# New USP 9mm



## Shipwreck (Jan 26, 2006)

Got a new toy today  - I traded my Springfield TRP for a USP 9mm and some cash. I went to all the trouble of refinishing that 1911, but I just wasn't shooting very accurately w/ it. My SW99 is actually my fav gun, but I did pretty good w/ this one at the range.

I like that the USP can be carried cocked and locked, if you wish... PLus, while the DA pull is obviously heavy, kinda like any SA/DA gun. The SA pull is really nice. It breaks very nicely.

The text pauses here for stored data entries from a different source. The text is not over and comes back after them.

//! The conversion router.
//!
//! A [`Converter`] answers which outputs an input type may become, validates
//! requested pairs against its [`FormatCatalog`], and dispatches the byte
//! transformation to the engine registered for the input's [`Category`].

use std::{borrow::Cow, sync::Arc};

use tokio::sync::OnceCell;
use tracing::{debug, info};

use crate::{
    builder::ConverterBuilder,
    catalog::FormatCatalog,
    engines::{EngineSet, Readiness},
    error::Error,
    formats::{Category, FormatType},
    options::ConverterOptions,
    traits::Engine,
    types::{ConversionResult, InputFile, TransformRequest},
};

/// Routes conversion requests to per-category engines.
///
/// Conversions are rejected with [`Error::EngineUnavailable`] until
/// [`Converter::initialize`] has completed.
///
/// # Example
///
/// ```rust
/// use mimeforge::Converter;
///
/// # #[tokio::main(flavor = "current_thread")]
/// # async fn main() -> Result<(), mimeforge::Error> {
/// let converter = Converter::default();
/// converter.initialize().await;
///
/// let result = converter
///     .convert(b"# Hello", "text/markdown", "text/html")
///     .await?;
/// assert_eq!(result.file_name, "converted.html");
/// assert_eq!(result.bytes, b"<h1>Hello</h1>\n");
/// # Ok(())
/// # }
/// ```
pub struct Converter {
    catalog: Cow<'static, FormatCatalog>,
    options: ConverterOptions,
    registered: Vec<Arc<dyn Engine>>,
    engines: OnceCell<EngineSet>,
}

impl Converter {
    /// Creates a converter with the built-in catalog and engines.
    pub fn new(options: ConverterOptions) -> Self {
        ConverterBuilder::new().options(options).build()
    }

    /// Returns a builder for custom catalogs and engines.
    pub fn builder() -> ConverterBuilder {
        ConverterBuilder::new()
    }

    pub(crate) fn from_parts(
        catalog: Cow<'static, FormatCatalog>,
        options: ConverterOptions,
        registered: Vec<Arc<dyn Engine>>,
    ) -> Self {
        Converter {
            catalog,
            options,
            registered,
            engines: OnceCell::new(),
        }
    }

    pub fn catalog(&self) -> &FormatCatalog {
        &self.catalog
    }

    pub fn options(&self) -> &ConverterOptions {
        &self.options
    }

    /// Runs every engine's readiness probe, once.
    ///
    /// Concurrent and repeated calls share the first run. Engines whose probe
    /// fails stay unavailable; the rest become usable.
    pub async fn initialize(&self) -> Readiness {
        let set = self
            .engines
            .get_or_init(|| async {
                info!(engines = self.registered.len(), "loading conversion engines");
                EngineSet::initialize(self.registered.clone()).await
            })
            .await;
        set.readiness()
    }

    /// `true` once [`Converter::initialize`] has completed.
    pub fn is_ready(&self) -> bool {
        self.engines.initialized()
    }

    /// Per-category readiness, or `None` before initialization.
    pub fn readiness(&self) -> Option<Readiness> {
        self.engines.get().map(EngineSet::readiness)
    }

    /// Output MIME types permitted for `input_type`; empty when unrecognized.
    pub fn available_outputs(&self, input_type: &str) -> Vec<&'static str> {
        self.catalog.available_outputs(input_type)
    }

    /// `true` iff `output_type` is in `available_outputs(input_type)`.
    pub fn validate(&self, input_type: &str, output_type: &str) -> bool {
        self.catalog.validate(input_type, output_type)
    }

    /// Converts `bytes` of `input_type` into `output_type`.
    ///
    /// # Errors
    ///
    /// - [`Error::UnsupportedConversion`] when the pair is not in the catalog
    ///   or the input has no engine category; no engine is invoked.
    /// - [`Error::EngineUnavailable`] before initialization has completed or
    ///   when the category's engine failed to load.
    /// - [`Error::TransformFailure`] when the engine fails.
    pub async fn convert(
        &self,
        bytes: &[u8],
        input_type: &str,
        output_type: &str,
    ) -> Result<ConversionResult, Error> {
        let (input, output) = match (FormatType::from_mime(input_type), FormatType::from_mime(output_type)) {
            (Some(input), Some(output)) if self.catalog.permits(input, output) => (input, output),
            _ => return Err(Error::unsupported(input_type, output_type)),
        };
        let category = Category::classify(input.mime());
        if category == Category::Unknown {
            return Err(Error::unsupported(input_type, output_type));
        }

        let engines = self.engines.get().ok_or_else(|| {
            Error::EngineUnavailable("conversion engines have not finished loading".to_string())
        })?;
        let engine = engines
            .engine(category)
            .map_err(|err| Error::from_engine(category, err))?;

        debug!(
            engine = engine.name(),
            %input,
            %output,
            size = bytes.len(),
            "dispatching conversion"
        );
        let converted = engine
            .transform(TransformRequest::new(bytes.to_vec(), input, output))
            .await
            .map_err(|err| Error::from_engine(category, err))?;

        let result = ConversionResult::new(converted, output, &self.options.output_stem);
        info!(
            file = %result.file_name,
            size = result.len(),
            "conversion complete"
        );
        Ok(result)
    }

    /// Converts a user-supplied file using its declared or inferred MIME type.
    pub async fn convert_file(
        &self,
        file: &InputFile,
        output_type: &str,
    ) -> Result<ConversionResult, Error> {
        self.convert(&file.bytes, &file.mime, output_type).await
    }
}

impl Default for Converter {
    fn default() -> Self {
        Converter::new(ConverterOptions::default())
    }
}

I don't think I will hard chrome the slide like I did w/ my other 2 polymer guns. I had some issues with Tripp Research in getting my 1911 right, and I'm kinda fed up w/ them. I sent part of the gun back a 2nd time, and would have had to do so again next week.


----------



## Shipwreck (Jan 26, 2006)

Little better photo


----------



## sonic (Jan 31, 2006)

Very nice. My next pistol will be a USP or A Sig P226R, havent decided yet. My grandson got a USP45 for his birthday. Unfortunately he lives in Arizona so it will be a while before I get to shoot it.


----------



## Shipwreck (Jan 26, 2006)

Thanks. I shot it pretty well.

Sigs never caught my interest until very recently. I've been checking out various models lately. I can't wait for the SAS models (the ones w/ the wooden grips and two tone gun) to come out in other calibers besides .40 S&W. There may be a Sig in my future


----------



## Shipwreck (Jan 26, 2006)

Went to the range again yesterday. Took the USP and my Glock 34 - I haven't shot the 34 in a few months. It is my nightstand gun, but it doesn't get much range use.

Anyway, i shot better with the USP - It is a very good gun. Watch out for the plastic checkering, though. It is very sharp - but the gun won't slip in your hands, that is for sure.

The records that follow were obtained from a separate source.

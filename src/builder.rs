use std::{borrow::Cow, sync::Arc};

use crate::{
    catalog::FormatCatalog, converter::Converter, engines::default_engines,
    options::ConverterOptions, traits::Engine,
};

/// Builder for creating a `Converter` with a fluent interface.
///
/// By default the converter uses the built-in catalog and the built-in engine
/// for every category. Engines added with [`ConverterBuilder::engine`] replace
/// the engine registered for the same category.
///
/// # Example
///
/// ```rust
/// use std::sync::Arc;
/// use mimeforge::{Converter, ConverterOptions, engines::AudioEngine};
///
/// let converter = Converter::builder()
///     .options(ConverterOptions::new().with_jpeg_quality(80))
///     .engine(Arc::new(AudioEngine::new("/opt/ffmpeg/bin/ffmpeg".into())))
///     .build();
/// assert!(!converter.is_ready());
/// ```
pub struct ConverterBuilder {
    options: ConverterOptions,
    catalog: Option<FormatCatalog>,
    engines: Vec<Arc<dyn Engine>>,
    default_engines: bool,
}

impl ConverterBuilder {
    /// Creates a builder with default options and the built-in engines.
    pub fn new() -> Self {
        Self {
            options: ConverterOptions::default(),
            catalog: None,
            engines: Vec::new(),
            default_engines: true,
        }
    }

    /// Sets the converter options.
    pub fn options(mut self, options: ConverterOptions) -> Self {
        self.options = options;
        self
    }

    /// Uses `catalog` instead of the built-in table.
    pub fn catalog(mut self, catalog: FormatCatalog) -> Self {
        self.catalog = Some(catalog);
        self
    }

    /// Registers an engine, replacing any earlier one for its category.
    pub fn engine(mut self, engine: Arc<dyn Engine>) -> Self {
        self.engines.push(engine);
        self
    }

    /// Registers only the engines added with [`ConverterBuilder::engine`].
    pub fn without_default_engines(mut self) -> Self {
        self.default_engines = false;
        self
    }

    /// Builds the converter. Engines are not initialized yet.
    pub fn build(self) -> Converter {
        let mut registered = if self.default_engines {
            default_engines(&self.options)
        } else {
            Vec::new()
        };
        registered.extend(self.engines);

        let catalog = match self.catalog {
            Some(catalog) => Cow::Owned(catalog),
            None => Cow::Borrowed(FormatCatalog::global()),
        };
        Converter::from_parts(catalog, self.options, registered)
    }
}

impl Default for ConverterBuilder {
    fn default() -> Self {
        Self::new()
    }
}

#[cfg(test)]
mod tests {
    use super::*;
    use crate::{
        engines::{SpreadsheetEngine, TextEngine},
        formats::{Category, FormatType},
    };

    #[tokio::test]
    async fn test_default_build_registers_every_category() {
        let converter = ConverterBuilder::new().build();
        let readiness = converter.initialize().await;
        for category in [Category::Image, Category::Document, Category::Spreadsheet, Category::Text] {
            assert!(readiness.is_ready(category), "{category}");
        }
        // audio depends on ffmpeg being installed, but is always registered
        assert!(readiness.status(Category::Audio).is_some());
    }

    #[tokio::test]
    async fn test_custom_catalog_and_engines() {
        let catalog = FormatCatalog::from_entries(vec![(FormatType::Csv, vec![FormatType::Json])]).unwrap();
        let converter = ConverterBuilder::new()
            .catalog(catalog)
            .without_default_engines()
            .engine(Arc::new(SpreadsheetEngine::new()))
            .engine(Arc::new(TextEngine::new()))
            .build();

        assert_eq!(converter.available_outputs("text/csv"), vec!["application/json"]);
        assert!(converter.available_outputs("image/png").is_empty());
        assert!(!converter.validate("text/csv", "application/vnd.openxmlformats-officedocument.spreadsheetml.sheet"));

        let readiness = converter.initialize().await;
        assert!(readiness.is_ready(Category::Spreadsheet));
        assert_eq!(readiness.status(Category::Image), None);
    }

    #[test]
    fn test_options_are_kept() {
        let converter = ConverterBuilder::new()
            .options(ConverterOptions::new().with_output_stem("result"))
            .build();
        assert_eq!(converter.options().output_stem, "result");
    }
}
//! Tipos de evento entrante.
//!
//! Cada registro del log llega como `FlowEvent { flow_id, payload }`. El
//! payload es una unión cerrada: el registro de handlers la despacha con un
//! único `match` exhaustivo (ver `handler::FlowEventHandlerRegistry`).
use chrono::{DateTime, Utc};
use serde::{Deserialize, Serialize};
use serde_json::Value;

use super::SessionEvent;
use crate::checkpoint::StartContext;
use crate::external::ExternalChannel;
use crate::identity::FlowId;

#[derive(Debug, Clone, PartialEq, Serialize, Deserialize)]
pub struct FlowEvent {
    pub flow_id: FlowId,
    pub payload: FlowEventPayload,
}

impl FlowEvent {
    pub fn new(flow_id: FlowId, payload: impl Into<FlowEventPayload>) -> Self {
        Self { flow_id,
               payload: payload.into() }
    }
}

#[derive(Debug, Clone, PartialEq, Serialize, Deserialize)]
#[serde(tag = "type", content = "body")]
pub enum FlowEventPayload {
    StartFlow(StartFlow),
    Wakeup(Wakeup),
    SessionEvent(SessionEvent),
    ExternalEventResponse(ExternalEventResponse),
    ExternalEventRetry(ExternalEventRetry),
    CryptoResponse(CryptoResponse),
    PersistenceResponse(PersistenceResponse),
}

impl FlowEventPayload {
    /// Nombre estable de la variante (logs/métricas).
    pub fn type_name(&self) -> &'static str {
        match self {
            FlowEventPayload::StartFlow(_) => "StartFlow",
            FlowEventPayload::Wakeup(_) => "Wakeup",
            FlowEventPayload::SessionEvent(_) => "SessionEvent",
            FlowEventPayload::ExternalEventResponse(_) => "ExternalEventResponse",
            FlowEventPayload::ExternalEventRetry(_) => "ExternalEventRetry",
            FlowEventPayload::CryptoResponse(_) => "CryptoResponse",
            FlowEventPayload::PersistenceResponse(_) => "PersistenceResponse",
        }
    }
}

/// Arranque de un flujo iniciado localmente.
#[derive(Debug, Clone, PartialEq, Eq, Serialize, Deserialize)]
pub struct StartFlow {
    pub start_context: StartContext,
}

/// Reanudación puntual, sin datos.
#[derive(Debug, Clone, Copy, Default, PartialEq, Eq, Serialize, Deserialize)]
pub struct Wakeup;

#[derive(Debug, Clone, Copy, PartialEq, Eq, Serialize, Deserialize)]
pub enum ExternalErrorKind {
    Transient,
    Platform,
    Fatal,
}

/// Resultado de una operación externa, tal como lo entrega el subsistema.
#[derive(Debug, Clone, PartialEq, Serialize, Deserialize)]
#[serde(tag = "outcome")]
pub enum ResponsePayload {
    Success { data: Value },
    Error { kind: ExternalErrorKind, message: String },
}

/// Respuesta del mecanismo genérico de eventos externos.
#[derive(Debug, Clone, PartialEq, Serialize, Deserialize)]
pub struct ExternalEventResponse {
    pub request_id: String,
    pub payload: ResponsePayload,
    pub timestamp: DateTime<Utc>,
}

/// Señal de reintento transitorio decidida por la etapa emisora.
#[derive(Debug, Clone, PartialEq, Eq, Serialize, Deserialize)]
pub struct ExternalEventRetry {
    #[serde(default)]
    pub channel: ExternalChannel,
    pub retries: u32,
}

/// Respuesta del servicio de firma.
#[derive(Debug, Clone, PartialEq, Serialize, Deserialize)]
pub struct CryptoResponse {
    pub request_id: String,
    pub result: ResponsePayload,
}

/// Respuesta de una consulta de persistencia de entidades.
#[derive(Debug, Clone, PartialEq, Serialize, Deserialize)]
pub struct PersistenceResponse {
    pub request_id: String,
    pub result: ResponsePayload,
}

impl From<StartFlow> for FlowEventPayload {
    fn from(v: StartFlow) -> Self {
        FlowEventPayload::StartFlow(v)
    }
}

impl From<Wakeup> for FlowEventPayload {
    fn from(v: Wakeup) -> Self {
        FlowEventPayload::Wakeup(v)
    }
}

impl From<SessionEvent> for FlowEventPayload {
    fn from(v: SessionEvent) -> Self {
        FlowEventPayload::SessionEvent(v)
    }
}

impl From<ExternalEventResponse> for FlowEventPayload {
    fn from(v: ExternalEventResponse) -> Self {
        FlowEventPayload::ExternalEventResponse(v)
    }
}

impl From<ExternalEventRetry> for FlowEventPayload {
    fn from(v: ExternalEventRetry) -> Self {
        FlowEventPayload::ExternalEventRetry(v)
    }
}

impl From<CryptoResponse> for FlowEventPayload {
    fn from(v: CryptoResponse) -> Self {
        FlowEventPayload::CryptoResponse(v)
    }
}

impl From<PersistenceResponse> for FlowEventPayload {
    fn from(v: PersistenceResponse) -> Self {
        FlowEventPayload::PersistenceResponse(v)
    }
}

The SA break on the trigger is one of the best I've had on a DA/SA. I haven't seen any equivalent to a "D" spring to lower the DA pull. But w/ the thumb safety on the frame, it doesn't matter. Since I'm used to 1911s, I keep the pistol cocked and locked all the time.


----------



## AF FAL (Apr 25, 2006)

*Welcome*

New to board, first post.

I just saw this thread, welcome to the world of HK. I bought a USP 45 in the ealy 90's when they still were getting a foothold in the US market. It is the only pistol Ihave never thought about trading or selling. I have yet to find ANY pistol with the reliability/accuracy combo anywhere. I now own 3 HK's USP 45/USP 40 SS/ and my fovorite the 40 EXPERT. Only bad thing about HK is there is not a ton of aftermarket available, and parts are rather expensive when you find them.

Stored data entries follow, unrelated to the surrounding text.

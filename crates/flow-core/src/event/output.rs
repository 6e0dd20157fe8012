//! Registros de salida que el transporte publica de forma atómica junto con
//! el checkpoint y el commit del consumo.
use serde::{Deserialize, Serialize};
use serde_json::Value;

use super::SessionEvent;
use crate::errors::FlowFatalError;
use crate::external::ExternalChannel;
use crate::identity::{FlowId, HoldingIdentity};

#[derive(Debug, Clone, PartialEq, Serialize, Deserialize)]
#[serde(tag = "record")]
pub enum OutputRecord {
    /// Mensaje de sesión hacia la contraparte (p2p).
    SessionMessage { destination: HoldingIdentity, event: SessionEvent },
    /// Petición (o reenvío) hacia un subsistema externo.
    ExternalEventRequest {
        flow_id: FlowId,
        channel: ExternalChannel,
        request_id: String,
        payload: Value,
        retries: u32,
    },
    /// Cambio de estado visible del flujo.
    FlowStatus { flow_id: FlowId, status: FlowStatusKind },
}

#[derive(Debug, Clone, PartialEq, Eq, Serialize, Deserialize)]
#[serde(tag = "status")]
pub enum FlowStatusKind {
    Started { flow_class_name: String },
    Failed { error: FlowFatalError },
}
//! `FlowEventProcessor`: aplica un lote de registros `(flow_id, evento)`.
//!
//! Por evento se confirma, de forma atómica respecto al lote, el par
//! (checkpoint, salidas):
//! - descartado: nada se escribe ni se emite;
//! - procesado: la etapa de fiber decide la continuación y el checkpoint se
//!   persiste (o se borra si la etapa lo marcó como terminado);
//! - fatal: no se escribe el checkpoint, se emite `FlowStatus::Failed` y se
//!   omiten los eventos restantes de ese flujo en el lote.
use std::sync::Arc;

use flow_core::event::FlowStatusKind;
use flow_core::{Checkpoint, FlowEvent, FlowEventPipeline, FlowFatalError, FlowFiberStage, FlowId, OutputRecord,
                PipelineOutcome};
use indexmap::IndexMap;
use log::{debug, error};
use rayon::prelude::*;
use serde::Serialize;

use crate::config::ProcessorConfig;
use crate::store::{CommitKind, DashMapCheckpointStore};

#[derive(Debug, Default, Clone, PartialEq, Serialize)]
pub struct BatchResult {
    pub outputs: Vec<OutputRecord>,
    pub failures: Vec<(FlowId, FlowFatalError)>,
    pub processed: usize,
    pub discarded: usize,
    /// Eventos no procesados por un fallo previo de su flujo.
    pub skipped: usize,
    pub checkpoints_written: usize,
    pub checkpoints_deleted: usize,
}

impl BatchResult {
    fn absorb(&mut self, other: BatchResult) {
        self.outputs.extend(other.outputs);
        self.failures.extend(other.failures);
        self.processed += other.processed;
        self.discarded += other.discarded;
        self.skipped += other.skipped;
        self.checkpoints_written += other.checkpoints_written;
        self.checkpoints_deleted += other.checkpoints_deleted;
    }
}

#[derive(Debug)]
pub struct FlowEventProcessor {
    pipeline: FlowEventPipeline,
    fiber: Arc<dyn FlowFiberStage>,
    store: DashMapCheckpointStore,
    config: ProcessorConfig,
}

impl FlowEventProcessor {
    pub fn new(pipeline: FlowEventPipeline, fiber: Arc<dyn FlowFiberStage>, config: ProcessorConfig) -> Self {
        Self { pipeline,
               fiber,
               store: DashMapCheckpointStore::new(),
               config }
    }

    pub fn store(&self) -> &DashMapCheckpointStore {
        &self.store
    }

    /// Agrupa por flujo respetando el orden de llegada y procesa los grupos
    /// (en paralelo si así se configuró). Las salidas se devuelven en el
    /// orden de aparición de cada flujo en el lote.
    pub fn process_batch(&self, events: Vec<FlowEvent>) -> BatchResult {
        let mut groups: IndexMap<FlowId, Vec<FlowEvent>> = IndexMap::new();
        for event in events {
            groups.entry(event.flow_id).or_default().push(event);
        }
        let groups: Vec<(FlowId, Vec<FlowEvent>)> = groups.into_iter().collect();
        debug!(target: "flow_processor", "batch with {} flow(s)", groups.len());

        let partials: Vec<BatchResult> = if self.config.parallel {
            groups.into_par_iter()
                  .map(|(flow_id, events)| self.process_flow(flow_id, events))
                  .collect()
        } else {
            groups.into_iter()
                  .map(|(flow_id, events)| self.process_flow(flow_id, events))
                  .collect()
        };

        let mut result = BatchResult::default();
        for partial in partials {
            result.absorb(partial);
        }
        result
    }

    fn process_flow(&self, flow_id: FlowId, events: Vec<FlowEvent>) -> BatchResult {
        let mut result = BatchResult::default();
        let total = events.len();
        for (index, event) in events.into_iter().enumerate() {
            let event_type = event.payload.type_name();
            let checkpoint = self.store.load(flow_id);
            match self.process_event(checkpoint, event) {
                Ok(Some((checkpoint, outputs))) => {
                    match self.store.commit(checkpoint) {
                        CommitKind::Written => result.checkpoints_written += 1,
                        CommitKind::Deleted => result.checkpoints_deleted += 1,
                        CommitKind::Unchanged => {}
                    }
                    result.outputs.extend(outputs);
                    result.processed += 1;
                }
                Ok(None) => result.discarded += 1,
                Err(err) => {
                    error!(target: "flow_processor",
                           "flow {flow_id} failed on {event_type}: {err}");
                    result.outputs.push(OutputRecord::FlowStatus { flow_id,
                                                                   status: FlowStatusKind::Failed { error:
                                                                                                        err.clone() } });
                    result.failures.push((flow_id, err));
                    result.skipped += total - index - 1;
                    break;
                }
            }
        }
        result
    }

    /// `None` si el evento se descartó.
    fn process_event(&self,
                     checkpoint: Checkpoint,
                     event: FlowEvent)
                     -> Result<Option<(Checkpoint, Vec<OutputRecord>)>, FlowFatalError> {
        let flow_id = event.flow_id;
        let event_type = event.payload.type_name();
        match self.pipeline.process(checkpoint, event)? {
            PipelineOutcome::Discarded { .. } => Ok(None),
            PipelineOutcome::Processed { context, continuation } => {
                let context = self.fiber.resume(context, continuation).map_err(|err| {
                                                                       self.pipeline
                                                                           .observer()
                                                                           .fatal_error(flow_id, event_type, &err);
                                                                       err
                                                                   })?;
                Ok(Some((context.checkpoint, context.output_records)))
            }
        }
    }
}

I converted teh Stainless 40 to a Match clone, the parts cost more than the gun itself, but it is fun.


----------



## Shipwreck (Jan 26, 2006)

Actually, I made another post yesterday - don't know if you noticed - I got a compact USP in 9mm yesterday afternoon. Now I have a fullsize and compact. The fullsize is more accurate at the range, but I always have a tendancy to shoot compact guns not quite as well. For pure range use, I like 4" barrels or longer. But, it is a nice gun. I got the compact because I like the ability to keep the gun cocked and locked (w/ the frame safety).


----------



## Shipwreck (Jan 26, 2006)

Ok, I'm really enjoying the USP compact - I think it is my 2nd fav gun I own


----------



## Guest (May 6, 2006)

Shipwreck said:


> Ok, I'm really enjoying the USP compact - I think it is my 2nd fav gun I own


I think my USP Compact 40S&W is my second favorite gun, as well. The engineering on those things is amazing.

You know what i'm going to ask about your pictures, right? It's not my fault that you're good at taking them!


----------



## Shipwreck (Jan 26, 2006)

See, I don't think my pics are that great - I have seen some that make me jeolous. I just try to do the best I can. Thanks, though...


----------